Misha Burnett’s story in Cirsova #5 continues to turn heads. Here’s only the latest positive review:
Five issues on, and Cirsova is keeping up with its high standard. Even tho the large chunk of this issue is based around this same shared fictional background, stories are as varied in theme, tone and style as ever, with now usual mixture of new authors and zine veterans. Burnett’s short piece stole the show for me. In this age of ‘subversive’ takes on Lovecraft, it is surprising to see one such story in a magazine like this one, one that is actually good at what it does unlike many a thematically similar yet preachy and cringe-inducing piece whose fame lies on its fashionable themes alone.

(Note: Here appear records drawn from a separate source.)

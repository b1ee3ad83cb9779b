//! Conversation session buffer
//!
//! Messages accumulate in a `SessionContext` owned by the caller. Once the
//! estimated token count reaches the flush threshold, the engine drains the
//! buffer and ingests the transcript. A failed flush puts the messages back.

use crate::config::SessionConfig;
use chrono::{DateTime, Utc};
use serde::{Deserialize, Serialize};
use uuid::Uuid;

/// Speaker of a message
#[derive(Debug, Clone, Copy, PartialEq, Eq, Serialize, Deserialize)]
#[serde(rename_all = "snake_case")]
pub enum Role {
    User,
    Assistant,
    System,
}

impl Role {
    pub fn as_str(&self) -> &'static str {
        match self {
            Role::User => "user",
            Role::Assistant => "assistant",
            Role::System => "system",
        }
    }
}

/// A buffered conversation message
#[derive(Debug, Clone, PartialEq, Serialize, Deserialize)]
pub struct SessionMessage {
    pub role: Role,
    pub content: String,
    pub at: DateTime<Utc>,
}

/// Render messages as a role-prefixed transcript
pub fn render_transcript(messages: &[SessionMessage]) -> String {
    messages
        .iter()
        .map(|m| format!("{}: {}", m.role.as_str().to_uppercase(), m.content))
        .collect::<Vec<_>>()
        .join("\n")
}

/// Explicit conversation buffer with a token-count flush boundary
#[derive(Debug, Clone)]
pub struct SessionContext {
    /// Session ID
    pub id: String,
    messages: Vec<SessionMessage>,
    config: SessionConfig,
    /// Creation timestamp
    pub created_at: DateTime<Utc>,
}

impl SessionContext {
    pub fn new(config: SessionConfig) -> Self {
        Self {
            id: Uuid::new_v4().to_string(),
            messages: Vec::new(),
            config,
            created_at: Utc::now(),
        }
    }

    pub fn push(&mut self, role: Role, content: impl Into<String>) {
        self.messages.push(SessionMessage {
            role,
            content: content.into(),
            at: Utc::now(),
        });
    }

    pub fn messages(&self) -> &[SessionMessage] {
        &self.messages
    }

    pub fn len(&self) -> usize {
        self.messages.len()
    }

    pub fn is_empty(&self) -> bool {
        self.messages.is_empty()
    }

    /// Character count divided by the configured characters per token
    pub fn estimated_tokens(&self) -> usize {
        let chars: usize = self.messages.iter().map(|m| m.content.chars().count()).sum();
        chars / self.config.chars_per_token.max(1)
    }

    pub fn should_flush(&self) -> bool {
        !self.messages.is_empty() && self.estimated_tokens() >= self.config.flush_threshold_tokens
    }

    /// Transcript of the last `n` messages, for query evolution
    pub fn recent_context(&self, n: usize) -> String {
        let start = self.messages.len().saturating_sub(n);
        render_transcript(&self.messages[start..])
    }

    /// Transcript of the configured number of recent messages
    pub fn default_context(&self) -> String {
        self.recent_context(self.config.recent_context_messages)
    }

    /// Drain the buffer at the flush boundary
    pub fn take_transcript(&mut self) -> Vec<SessionMessage> {
        std::mem::take(&mut self.messages)
    }

    /// Put drained messages back ahead of anything pushed since
    pub fn restore(&mut self, mut drained: Vec<SessionMessage>) {
        drained.append(&mut self.messages);
        self.messages = drained;
    }
}

#[cfg(test)]
mod tests {
    use super::*;

    fn session(threshold: usize) -> SessionContext {
        SessionContext::new(SessionConfig {
            flush_threshold_tokens: threshold,
            chars_per_token: 2,
            recent_context_messages: 2,
        })
    }

    #[test]
    fn test_token_estimate_and_threshold() {
        let mut s = session(5);
        assert!(!s.should_flush());
        s.push(Role::User, "abcdef");
        assert_eq!(s.estimated_tokens(), 3);
        assert!(!s.should_flush());
        s.push(Role::Assistant, "ghij");
        assert_eq!(s.estimated_tokens(), 5);
        assert!(s.should_flush());
    }

    #[test]
    fn test_recent_context_is_role_prefixed() {
        let mut s = session(100);
        s.push(Role::User, "I moved to Seoul");
        s.push(Role::Assistant, "Nice!");
        s.push(Role::User, "where is that city?");
        assert_eq!(
            s.default_context(),
            "ASSISTANT: Nice!\nUSER: where is that city?"
        );
        assert_eq!(s.recent_context(10).lines().count(), 3);
        assert_eq!(s.recent_context(0), "");
    }

    #[test]
    fn test_take_and_restore() {
        let mut s = session(1);
        s.push(Role::User, "first");
        s.push(Role::User, "second");
        let drained = s.take_transcript();
        assert!(s.is_empty());
        assert_eq!(render_transcript(&drained), "USER: first\nUSER: second");

        s.push(Role::User, "third");
        s.restore(drained);
        let contents: Vec<&str> = s.messages().iter().map(|m| m.content.as_str()).collect();
        assert_eq!(contents, vec!["first", "second", "third"]);
    }
}
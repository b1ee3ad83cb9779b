//! Raw input records
//!
//! A Resource is the immutable provenance record of one ingested input:
//! a conversation turn, a document, a URL snapshot or a flushed session
//! transcript. Resources are created once per ingestion that yields at
//! least one fact and are never mutated afterwards.

use crate::error::{Error, Result};
use chrono::{DateTime, Utc};
use serde::{Deserialize, Serialize};
use std::collections::HashMap;
use uuid::Uuid;

/// An immutable record of raw input.
#[derive(Debug, Clone, PartialEq, Serialize, Deserialize)]
pub struct Resource {
    /// Unique resource identifier
    pub id: Uuid,
    /// Origin locator (file path, URL, or `conversation/<timestamp>`)
    pub uri: String,
    /// Kind of content
    pub kind: ContentKind,
    /// Full text, if retained
    pub content: Option<String>,
    /// Creation timestamp
    pub created_at: DateTime<Utc>,
    /// Arbitrary metadata
    pub metadata: HashMap<String, serde_json::Value>,
}

/// Content kind of a resource
#[derive(Debug, Clone, Copy, PartialEq, Eq, Serialize, Deserialize, Default)]
#[serde(rename_all = "snake_case")]
pub enum ContentKind {
    /// Conversational text
    #[default]
    Conversation,
    /// Free-form text
    Text,
    /// Document file
    Document,
    /// Snapshot of a web page
    Url,
    /// Transcript drained from a session buffer
    SessionFlush,
}

impl ContentKind {
    /// Parse a metadata tag, falling back to `Conversation`.
    pub fn from_tag(tag: &str) -> Self {
        match tag.trim().to_ascii_lowercase().as_str() {
            "text" => ContentKind::Text,
            "document" | "doc" | "file" => ContentKind::Document,
            "url" | "web" => ContentKind::Url,
            "session_flush" => ContentKind::SessionFlush,
            _ => ContentKind::Conversation,
        }
    }
}

/// Builder for constructing `Resource` instances
pub struct ResourceBuilder {
    uri: Option<String>,
    kind: ContentKind,
    content: Option<String>,
    metadata: HashMap<String, serde_json::Value>,
}

impl ResourceBuilder {
    /// Create a new builder with the required content kind
    pub fn new(kind: ContentKind) -> Self {
        Self {
            uri: None,
            kind,
            content: None,
            metadata: HashMap::new(),
        }
    }

    /// Build from ingestion metadata: `uri` and `modality` keys are
    /// honoured, everything is kept as resource metadata.
    pub fn from_metadata(metadata: &HashMap<String, serde_json::Value>) -> Self {
        let kind = metadata
            .get("modality")
            .and_then(|v| v.as_str())
            .map(ContentKind::from_tag)
            .unwrap_or_default();
        let mut builder = Self::new(kind);
        if let Some(uri) = metadata.get("uri").and_then(|v| v.as_str()) {
            builder = builder.uri(uri);
        }
        for (key, value) in metadata {
            builder = builder.metadata(key.clone(), value.clone());
        }
        builder
    }

    /// Set the origin locator
    pub fn uri(mut self, uri: impl Into<String>) -> Self {
        self.uri = Some(uri.into());
        self
    }

    /// Set the text content
    pub fn content(mut self, text: impl Into<String>) -> Self {
        self.content = Some(text.into());
        self
    }

    /// Add a metadata entry
    pub fn metadata(mut self, key: impl Into<String>, value: serde_json::Value) -> Self {
        self.metadata.insert(key.into(), value);
        self
    }

    /// Build the resource. A missing locator defaults to a
    /// timestamped `conversation/` URI.
    pub fn build(self) -> Result<Resource> {
        let created_at = Utc::now();
        let uri = match self.uri {
            Some(uri) if uri.trim().is_empty() => {
                return Err(Error::Store("resource uri must not be blank".to_string()))
            }
            Some(uri) => uri,
            None => format!("conversation/{}", created_at.to_rfc3339()),
        };

        Ok(Resource {
            id: Uuid::new_v4(),
            uri,
            kind: self.kind,
            content: self.content,
            created_at,
            metadata: self.metadata,
        })
    }
}
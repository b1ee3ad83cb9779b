//! Mnemos error types

use std::time::Duration;
use thiserror::Error;
use uuid::Uuid;

/// Mnemos error type
#[derive(Error, Debug)]
pub enum Error {
    /// Configuration error
    #[error("Configuration error: {0}")]
    Config(String),

    /// Completion or embedding capability failed
    #[error("Capability error in {operation}: {message}")]
    Capability {
        /// Operation that failed (e.g. "extraction", "embedding")
        operation: String,
        /// Provider-supplied failure description
        message: String,
        /// Whether a retry may succeed
        transient: bool,
    },

    /// Capability call exceeded its deadline
    #[error("Capability call {operation} timed out after {after:?}")]
    Timeout {
        /// Operation that timed out
        operation: String,
        /// Deadline that was applied
        after: Duration,
    },

    /// Structured output could not be parsed for a contract
    #[error("Malformed output from {contract} contract: {message}")]
    MalformedOutput {
        /// Contract name
        contract: String,
        /// Parse failure
        message: String,
    },

    /// Fact store error
    #[error("Store error: {0}")]
    Store(String),

    /// Vector/keyword index error
    #[error("Index error: {0}")]
    Index(String),

    /// Category path already exists under a different parent
    #[error("Category path '{path}' conflicts with existing lineage (existing parent {existing_parent:?}, requested {requested_parent:?})")]
    NamingConflict {
        /// Conflicting path
        path: String,
        /// Parent of the category already stored at `path`
        existing_parent: Option<Uuid>,
        /// Parent requested by the caller
        requested_parent: Option<Uuid>,
    },

    /// The fact store accepted the item but the index write failed
    #[error("Partial commit for item {item_id}: {source}")]
    PartialCommit {
        /// Item written to the fact store
        item_id: Uuid,
        /// Index failure
        #[source]
        source: Box<Error>,
    },

    /// Document mirror error
    #[error("Mirror error: {0}")]
    Mirror(String),

    /// Entity not found
    #[error("Not found: {0}")]
    NotFound(String),

    /// Operation cancelled by the caller
    #[error("Operation cancelled")]
    Cancelled,

    /// IO error
    #[error("IO error: {0}")]
    Io(#[from] std::io::Error),

    /// Serialization error
    #[error("Serialization error: {0}")]
    Serialization(#[from] serde_json::Error),

    /// TOML config parse error
    #[error("Config parse error: {0}")]
    Toml(#[from] toml::de::Error),

    /// HTTP error
    #[error("HTTP error: {0}")]
    Http(#[from] reqwest::Error),
}

impl Error {
    /// Whether the retry policy should attempt the call again.
    pub fn is_transient(&self) -> bool {
        match self {
            Error::Capability { transient, .. } => *transient,
            Error::Timeout { .. } | Error::MalformedOutput { .. } => true,
            Error::Http(e) => e.is_timeout() || e.is_connect(),
            _ => false,
        }
    }

    /// Shorthand for a capability failure.
    pub fn capability(
        operation: impl Into<String>,
        message: impl Into<String>,
        transient: bool,
    ) -> Self {
        Error::Capability {
            operation: operation.into(),
            message: message.into(),
            transient,
        }
    }
}

/// Result type alias for Mnemos operations
pub type Result<T> = std::result::Result<T, Error>;

#[cfg(test)]
mod tests {
    use super::*;

    #[test]
    fn test_transient_classification() {
        assert!(Error::capability("embedding", "503", true).is_transient());
        assert!(!Error::capability("embedding", "401", false).is_transient());
        assert!(Error::Timeout {
            operation: "extraction".to_string(),
            after: Duration::from_secs(1),
        }
        .is_transient());
        assert!(Error::MalformedOutput {
            contract: "extraction".to_string(),
            message: "expected array".to_string(),
        }
        .is_transient());
        assert!(!Error::NamingConflict {
            path: "a/b".to_string(),
            existing_parent: None,
            requested_parent: Some(Uuid::new_v4()),
        }
        .is_transient());
        assert!(!Error::Cancelled.is_transient());
    }

    #[test]
    fn test_partial_commit_display() {
        let id = Uuid::new_v4();
        let err = Error::PartialCommit {
            item_id: id,
            source: Box::new(Error::Index("offline".to_string())),
        };
        let text = err.to_string();
        assert!(text.contains(&id.to_string()));
        assert!(text.contains("offline"));
    }
}
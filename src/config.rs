//! Mnemos configuration management

use crate::error::{Error, Result};
use serde::{Deserialize, Serialize};
use std::path::{Path, PathBuf};
use std::time::Duration;

/// Main Mnemos configuration
#[derive(Debug, Clone, Default, Serialize, Deserialize)]
#[serde(default)]
pub struct MemoryConfig {
    /// Ingestion pipeline configuration
    pub ingestion: IngestionConfig,

    /// Retrieval engine configuration
    pub retrieval: RetrievalConfig,

    /// Consolidation engine configuration
    pub consolidation: ConsolidationConfig,

    /// Semantic triple layer
    pub triples: TriplesConfig,

    /// Proactive context prediction
    pub prediction: PredictionConfig,

    /// Capability call policy
    pub capability: CapabilityConfig,

    /// Conversation session buffer
    pub session: SessionConfig,

    /// OpenAI-compatible provider
    pub provider: ProviderConfig,

    /// Storage locations
    pub storage: StorageConfig,
}

impl MemoryConfig {
    /// Load configuration from a TOML file, then apply environment overrides.
    pub fn load(path: &Path) -> Result<Self> {
        let content = std::fs::read_to_string(path)?;
        let mut config: MemoryConfig = toml::from_str(&content)?;
        config.apply_env();
        config.validate()?;
        Ok(config)
    }

    /// Default configuration with environment overrides applied.
    pub fn from_env() -> Self {
        let mut config = Self::default();
        config.apply_env();
        config
    }

    /// Apply `MNEMOS_*` environment overrides.
    pub fn apply_env(&mut self) {
        if let Ok(dir) = std::env::var("MNEMOS_DATA_DIR") {
            if !dir.is_empty() {
                self.storage.data_dir = PathBuf::from(dir);
            }
        }
        if let Ok(url) = std::env::var("MNEMOS_BASE_URL") {
            if !url.is_empty() {
                self.provider.base_url = url;
            }
        }
    }

    /// Reject values the pipelines cannot work with.
    pub fn validate(&self) -> Result<()> {
        let unit = [
            (
                "ingestion.category_match_threshold",
                self.ingestion.category_match_threshold,
            ),
            (
                "ingestion.contradiction_threshold",
                self.ingestion.contradiction_threshold,
            ),
            ("ingestion.reinforcement_step", self.ingestion.reinforcement_step),
            (
                "ingestion.category_candidate_min_score",
                self.ingestion.category_candidate_min_score,
            ),
            ("retrieval.min_relevance", self.retrieval.min_relevance),
            (
                "retrieval.deep_relevance_factor",
                self.retrieval.deep_relevance_factor,
            ),
            ("retrieval.vector_min_score", self.retrieval.vector_min_score),
            ("triples.min_score", self.triples.min_score),
        ];
        for (name, value) in unit {
            if !(0.0..=1.0).contains(&value) {
                return Err(Error::Config(format!(
                    "{name} must be within [0, 1], got {value}"
                )));
            }
        }

        let decay = self.retrieval.scoring.recency_decay;
        if !(decay > 0.0 && decay <= 1.0) {
            return Err(Error::Config(format!(
                "retrieval.scoring.recency_decay must be within (0, 1], got {decay}"
            )));
        }
        if self.retrieval.rrf_k == 0 {
            return Err(Error::Config("retrieval.rrf_k must be positive".to_string()));
        }
        if self.retrieval.fast_limit == 0 || self.retrieval.fused_candidates == 0 {
            return Err(Error::Config(
                "retrieval limits must be positive".to_string(),
            ));
        }
        if self.capability.max_attempts == 0 {
            return Err(Error::Config(
                "capability.max_attempts must be at least 1".to_string(),
            ));
        }
        if self.capability.completion_timeout_secs == 0
            || self.capability.embedding_timeout_secs == 0
            || self.capability.reasoning_timeout_secs == 0
        {
            return Err(Error::Config(
                "capability timeouts must be positive".to_string(),
            ));
        }
        if self.consolidation.split_target_clusters < 2 {
            return Err(Error::Config(
                "consolidation.split_target_clusters must be at least 2".to_string(),
            ));
        }
        if self.prediction.memory_line_chars == 0 {
            return Err(Error::Config(
                "prediction.memory_line_chars must be positive".to_string(),
            ));
        }
        if self.session.chars_per_token == 0 {
            return Err(Error::Config(
                "session.chars_per_token must be positive".to_string(),
            ));
        }
        Ok(())
    }
}

/// Ingestion pipeline configuration
#[derive(Debug, Clone, Serialize, Deserialize)]
#[serde(default)]
pub struct IngestionConfig {
    /// Minimum category similarity to reuse an existing category
    pub category_match_threshold: f32,

    /// Minimum item similarity before a contradiction judgment is requested
    pub contradiction_threshold: f32,

    /// Importance added on each reinforcement
    pub reinforcement_step: f32,

    /// Nearby categories offered to the path-suggestion contract
    pub category_candidates: usize,

    /// Minimum similarity for a category to be offered as a candidate
    pub category_candidate_min_score: f32,

    /// Path used when neither extraction nor suggestion yields one
    pub default_category: String,
}

impl Default for IngestionConfig {
    fn default() -> Self {
        Self {
            category_match_threshold: 0.7,
            contradiction_threshold: 0.75,
            reinforcement_step: 0.1,
            category_candidates: 5,
            category_candidate_min_score: 0.2,
            default_category: "uncategorized".to_string(),
        }
    }
}

/// Retrieval engine configuration
#[derive(Debug, Clone, Serialize, Deserialize)]
#[serde(default)]
pub struct RetrievalConfig {
    /// RRF smoothing constant
    pub rrf_k: u32,

    /// Fused candidates kept before re-scoring
    pub fused_candidates: usize,

    /// Items returned in fast mode
    pub fast_limit: usize,

    /// Items recalled to seed deep mode
    pub deep_recall: usize,

    /// Similarity-weighted fused relevance below which candidates are discarded
    pub min_relevance: f32,

    /// Multiplier applied to `min_relevance` in deep mode
    pub deep_relevance_factor: f32,

    /// Minimum cosine similarity for vector hits
    pub vector_min_score: f32,

    /// Items quoted in the fast-mode suggested context
    pub context_items: usize,

    /// Multi-signal scoring weights
    pub scoring: ScoringConfig,
}

impl Default for RetrievalConfig {
    fn default() -> Self {
        Self {
            rrf_k: 60,
            fused_candidates: 20,
            fast_limit: 5,
            deep_recall: 20,
            min_relevance: 0.3,
            deep_relevance_factor: 0.8,
            vector_min_score: 0.2,
            context_items: 3,
            scoring: ScoringConfig::default(),
        }
    }
}

/// Weights for `score = α_r·relevance + α_c·recency + α_i·importance`
#[derive(Debug, Clone, Serialize, Deserialize)]
#[serde(default)]
pub struct ScoringConfig {
    /// Weight of normalized fused relevance
    pub alpha_relevance: f32,

    /// Weight of recency decay
    pub alpha_recency: f32,

    /// Weight of stored importance
    pub alpha_importance: f32,

    /// Per-hour decay base
    pub recency_decay: f64,
}

impl Default for ScoringConfig {
    fn default() -> Self {
        Self {
            alpha_relevance: 1.0,
            alpha_recency: 1.0,
            alpha_importance: 1.0,
            recency_decay: 0.995,
        }
    }
}

/// Consolidation engine configuration
#[derive(Debug, Clone, Serialize, Deserialize)]
#[serde(default)]
pub struct ConsolidationConfig {
    /// Items not accessed for this many days count as stale
    pub stale_after_days: i64,

    /// Stale items in one category before it is queued for summarization
    pub stale_queue_threshold: usize,

    /// Active items in one category before it is split
    pub max_category_items: usize,

    /// Target cluster count requested when splitting
    pub split_target_clusters: usize,

    /// Items sent to the summarization contract per category
    pub summary_item_limit: usize,
}

impl Default for ConsolidationConfig {
    fn default() -> Self {
        Self {
            stale_after_days: 90,
            stale_queue_threshold: 100,
            max_category_items: 50,
            split_target_clusters: 3,
            summary_item_limit: 20,
        }
    }
}

/// Semantic triple layer configuration
#[derive(Debug, Clone, Serialize, Deserialize)]
#[serde(default)]
pub struct TriplesConfig {
    /// Extract, store and search subject-predicate-object triples
    pub enabled: bool,

    /// Triples fetched per query
    pub search_limit: usize,

    /// Minimum cosine similarity for a triple hit
    pub min_score: f32,

    /// Distinct triple statements quoted in the context
    pub context_statements: usize,
}

impl Default for TriplesConfig {
    fn default() -> Self {
        Self {
            enabled: false,
            search_limit: 15,
            min_score: 0.4,
            context_statements: 5,
        }
    }
}

/// Proactive context prediction configuration
#[derive(Debug, Clone, Serialize, Deserialize)]
#[serde(default)]
pub struct PredictionConfig {
    /// Recently accessed items analysed for patterns
    pub recent_items: usize,

    /// Active categories memories are preloaded from
    pub preload_categories: usize,

    /// Items preloaded per category
    pub items_per_category: usize,

    /// Preloaded memories quoted in the context
    pub memory_lines: usize,

    /// Characters kept per quoted memory
    pub memory_line_chars: usize,
}

impl Default for PredictionConfig {
    fn default() -> Self {
        Self {
            recent_items: 10,
            preload_categories: 3,
            items_per_category: 3,
            memory_lines: 5,
            memory_line_chars: 100,
        }
    }
}

/// Capability call policy
#[derive(Debug, Clone, Serialize, Deserialize)]
#[serde(default)]
pub struct CapabilityConfig {
    /// Timeout for extraction, judgment, rewrite and summarization calls
    pub completion_timeout_secs: u64,

    /// Timeout for embedding calls
    pub embedding_timeout_secs: u64,

    /// Timeout for deep-mode reasoning
    pub reasoning_timeout_secs: u64,

    /// Attempts per call, including the first
    pub max_attempts: u32,

    /// First backoff delay
    pub backoff_base_ms: u64,

    /// Backoff ceiling
    pub backoff_max_ms: u64,

    /// Entries kept in the embedding cache (0 disables it)
    pub embedding_cache_capacity: usize,
}

impl CapabilityConfig {
    pub fn completion_timeout(&self) -> Duration {
        Duration::from_secs(self.completion_timeout_secs)
    }

    pub fn embedding_timeout(&self) -> Duration {
        Duration::from_secs(self.embedding_timeout_secs)
    }

    pub fn reasoning_timeout(&self) -> Duration {
        Duration::from_secs(self.reasoning_timeout_secs)
    }
}

impl Default for CapabilityConfig {
    fn default() -> Self {
        Self {
            completion_timeout_secs: 15,
            embedding_timeout_secs: 10,
            reasoning_timeout_secs: 60,
            max_attempts: 3,
            backoff_base_ms: 200,
            backoff_max_ms: 5000,
            embedding_cache_capacity: 2048,
        }
    }
}

/// Conversation session buffer configuration
#[derive(Debug, Clone, Serialize, Deserialize)]
#[serde(default)]
pub struct SessionConfig {
    /// Estimated tokens that trigger a flush
    pub flush_threshold_tokens: usize,

    /// Characters per estimated token
    pub chars_per_token: usize,

    /// Messages quoted as context for query evolution
    pub recent_context_messages: usize,
}

impl Default for SessionConfig {
    fn default() -> Self {
        Self {
            flush_threshold_tokens: 4000,
            chars_per_token: 2,
            recent_context_messages: 6,
        }
    }
}

/// OpenAI-compatible provider configuration
#[derive(Debug, Clone, Serialize, Deserialize)]
#[serde(default)]
pub struct ProviderConfig {
    /// API base URL
    pub base_url: String,

    /// Environment variable holding the API key
    pub api_key_env: String,

    /// Chat completion model
    pub chat_model: String,

    /// Embedding model
    pub embedding_model: String,

    /// Embedding dimensionality
    pub dimension: usize,
}

impl ProviderConfig {
    /// Resolve the API key from `MNEMOS_API_KEY`, then `api_key_env`.
    pub fn resolve_api_key(&self) -> Option<String> {
        std::env::var("MNEMOS_API_KEY")
            .or_else(|_| std::env::var(&self.api_key_env))
            .or_else(|_| std::env::var(self.api_key_env.to_uppercase()))
            .ok()
            .filter(|k| !k.is_empty())
    }
}

impl Default for ProviderConfig {
    fn default() -> Self {
        Self {
            base_url: "https://api.openai.com/v1".to_string(),
            api_key_env: "OPENAI_API_KEY".to_string(),
            chat_model: "gpt-4o-mini".to_string(),
            embedding_model: "text-embedding-3-small".to_string(),
            dimension: 1536,
        }
    }
}

/// Storage configuration
#[derive(Debug, Clone, Serialize, Deserialize)]
#[serde(default)]
pub struct StorageConfig {
    /// Base directory for the snapshot and the mirror
    pub data_dir: PathBuf,
}

impl StorageConfig {
    /// Fact store snapshot file
    pub fn snapshot_path(&self) -> PathBuf {
        self.data_dir.join("facts.json")
    }

    /// Markdown mirror root
    pub fn vault_dir(&self) -> PathBuf {
        self.data_dir.join("vault")
    }
}

impl Default for StorageConfig {
    fn default() -> Self {
        let base = dirs_next::data_local_dir()
            .unwrap_or_else(|| PathBuf::from("."))
            .join("mnemos");
        Self { data_dir: base }
    }
}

Over on Google+, Misha responds:
I’m rather surprised by how much good ink “In The Gloaming” is getting. I wrote that story as a deliberate pastiche of the EC Horror comics that I grew up with (and the pre-code reprints that came out in the 80s). It’s probably the most derivative thing I’ve ever written, and certainly one of the easiest–I think it took me an afternoon, once I came up with basic idea.
Well, there are several explanations for this. Consider the effortless quality that comes through in the best Motown recordings. Those were first rate jazz musicians that were relaxing, kicking back with very straightforward changes. The amount of verve packed into those songs is just plain striking.
But as Nathan Housley points out, the type of writing Misha is emulating really are magic. And as Kevyn Winkless puts it, there is basically a hole in the education of the typical contemporary author. Take all these things and put them together and yes, Misha Burnett’s story really does have disportionate impact compared to how it would have played decades ago when familiarity with the fantasy and science fiction canon was something you could take for granted.
This is good stuff… and people want more!